Let me know about what your plans are in the market. Basically I am going to stick to my usual plan and approach and see if it works.
Bob
Thank You !! I appreciate that because while I might take a tone that seems confident often when I write i am sorting an idea out and before I get done with my revisions I am inclined to muddle my words and leave mangled sentences in my wake.For some reason I was able to untangle the mess I started out with and make sense in that post..
I have not been on line myself much at all lately I think it depends on how you blog if it becomes a problem for you or your readers. For people who have long term friendships( like us ) I think it is possible to reconnect instantly and meaningfully .Its hard to maintain a lot of relationships when I come and go and I understand that but then I have trouble doing that anyway because of time constraints.I read you with interest when you write in part because you are consistently self aware in a way that gets way past superficial. Most of us if we summed up how we spent our time , or even what we thought about on a daily basis would not find much to see if we only looked at it superficially.The way I see it it you take what you focus on and make it something to reflect on that any one who reads you can take something from. I remember when you wrote about how much joy you get from dancing and it made me think i needed to be more deliberate in seeking joy in my life. Anyway I say we should come and go when inspired ,and sometimes just to say hello and not waste any heart feeling bad about when we step off line for a bit. I will always keep you on my list even if months go by without a post and I hope you will do the same with my site because I think I will keep it and let it go dormant from now on when I need a xanga break.

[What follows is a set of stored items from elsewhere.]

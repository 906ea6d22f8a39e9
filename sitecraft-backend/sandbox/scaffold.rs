//! Application skeleton written into a fresh session and the shell command
//! lines used to install dependencies and run the dev server.

use super::paths::shell_quote;

/// File that marks a session whose runtime has been set up.
pub const RUNTIME_MARKER: &str = "package.json";

/// Per-session state kept next to the application, relative to the
/// working directory. Never listed as an application file.
pub const STATE_DIR: &str = ".sitecraft";

/// Log file the background dev server writes to.
pub const DEV_SERVER_LOG: &str = ".sitecraft/dev-server.log";

/// Pid of the dev server started for this session.
pub const DEV_SERVER_PID: &str = ".sitecraft/dev-server.pid";

/// Dev-server port assigned to a local session.
pub const PORT_FILE: &str = ".sitecraft/port";

/// Packages the skeleton already depends on. Imports of these never trigger
/// an install.
pub const PREINSTALLED_PACKAGES: &[&str] = &[
    "react",
    "react-dom",
    "vite",
    "@vitejs/plugin-react",
    "tailwindcss",
    "postcss",
    "autoprefixer",
];

/// Config files owned by the skeleton. Generated copies are not applied.
pub const SCAFFOLD_CONFIG_FILES: &[&str] = &[
    "package.json",
    "package-lock.json",
    "vite.config.js",
    "vite.config.ts",
    "tailwind.config.js",
    "postcss.config.js",
];

pub struct ScaffoldFile {
    pub path: &'static str,
    pub content: String,
}

/// The skeleton files for a React + Vite + Tailwind application serving on
/// `port`.
pub fn skeleton_files(port: u16) -> Vec<ScaffoldFile> {
    vec![
        ScaffoldFile {
            path: "package.json",
            content: r#"{
  "name": "sandbox-app",
  "version": "1.0.0",
  "type": "module",
  "scripts": {
    "dev": "vite",
    "build": "vite build",
    "preview": "vite preview"
  },
  "dependencies": {
    "react": "^18.2.0",
    "react-dom": "^18.2.0"
  },
  "devDependencies": {
    "@vitejs/plugin-react": "^4.0.0",
    "vite": "^4.3.9",
    "tailwindcss": "^3.3.0",
    "postcss": "^8.4.31",
    "autoprefixer": "^10.4.16"
  }
}
"#
            .to_string(),
        },
        ScaffoldFile {
            path: "vite.config.js",
            content: format!(
                r#"import {{ defineConfig }} from 'vite'
import react from '@vitejs/plugin-react'

export default defineConfig({{
  plugins: [react()],
  server: {{
    host: '0.0.0.0',
    port: {port},
    strictPort: true,
    hmr: false,
    allowedHosts: true
  }}
}})
"#
            ),
        },
        ScaffoldFile {
            path: "tailwind.config.js",
            content: r#"/** @type {import('tailwindcss').Config} */
export default {
  content: ["./index.html", "./src/**/*.{js,ts,jsx,tsx}"],
  theme: { extend: {} },
  plugins: [],
}
"#
            .to_string(),
        },
        ScaffoldFile {
            path: "postcss.config.js",
            content: r#"export default {
  plugins: {
    tailwindcss: {},
    autoprefixer: {},
  },
}
"#
            .to_string(),
        },
        ScaffoldFile {
            path: "index.html",
            content: r#"<!DOCTYPE html>
<html lang="en">
  <head>
    <meta charset="UTF-8" />
    <meta name="viewport" content="width=device-width, initial-scale=1.0" />
    <title>Sandbox App</title>
  </head>
  <body>
    <div id="root"></div>
    <script type="module" src="/src/main.jsx"></script>
  </body>
</html>
"#
            .to_string(),
        },
        ScaffoldFile {
            path: "src/main.jsx",
            content: r#"import React from 'react'
import ReactDOM from 'react-dom/client'
import App from './App.jsx'
import './index.css'

ReactDOM.createRoot(document.getElementById('root')).render(
  <React.StrictMode>
    <App />
  </React.StrictMode>,
)
"#
            .to_string(),
        },
        ScaffoldFile {
            path: "src/App.jsx",
            content: r#"function App() {
  return (
    <div className="min-h-screen bg-gray-900 text-white flex items-center justify-center p-4">
      <p className="text-lg text-gray-400">Sandbox ready. Start building.</p>
    </div>
  )
}

export default App
"#
            .to_string(),
        },
        ScaffoldFile {
            path: "src/index.css",
            content: "@tailwind base;\n@tailwind components;\n@tailwind utilities;\n".to_string(),
        },
    ]
}

/// `npm install` for the given packages, or for package.json when empty.
pub fn install_command(packages: &[String]) -> String {
    if packages.is_empty() {
        return "npm install --legacy-peer-deps".to_string();
    }
    let quoted: Vec<String> = packages.iter().map(|p| shell_quote(p)).collect();
    format!("npm install --legacy-peer-deps {}", quoted.join(" "))
}

/// Stop the dev server this session started, found through its pid file.
/// Succeeds when none is running. Run from the working directory.
pub fn kill_dev_server_command() -> String {
    format!(
        "if [ -f {DEV_SERVER_PID} ]; then kill \"$(cat {DEV_SERVER_PID})\" 2>/dev/null; rm -f {DEV_SERVER_PID}; fi; true"
    )
}

/// Launch the dev server detached from the calling shell and record its pid.
/// Vite is started directly so the recorded pid is the server itself.
pub fn start_dev_server_command(port: u16) -> String {
    format!(
        "mkdir -p {STATE_DIR}; nohup ./node_modules/.bin/vite --host 0.0.0.0 --port {port} --strictPort > {DEV_SERVER_LOG} 2>&1 & echo $! > {DEV_SERVER_PID}"
    )
}

/// Copy a prebuilt template into the working directory. Exits non-zero when
/// the template is absent.
pub fn copy_template_command(template_dir: &str, working_directory: &str) -> String {
    let source = format!("{}/.", template_dir.trim_end_matches('/'));
    format!(
        "test -d {} && cp -a {} {}",
        shell_quote(template_dir),
        shell_quote(&source),
        shell_quote(working_directory)
    )
}

pub fn is_scaffold_config(path: &str) -> bool {
    let name = path.rsplit('/').next().unwrap_or(path);
    SCAFFOLD_CONFIG_FILES.contains(&name)
}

San Fran and no phone call? I’m jealous of the month of fun. It’s been too long.
Month of fun, I could do that quite willingly about now. I visited Flylady after your post, but after the 110th email I had to unsub. Site doesn’t seem geared to single women without master bedrooms, but I’m sure there are lots of tips I could have used. I’ll check back with her when ambition strikes again, hopefully soon. Really glad to see your update. I always figure, “she’ll be back.” Sometimes I update with nothing much to say, and that feels even worse than being gone. I’ll wait for ya!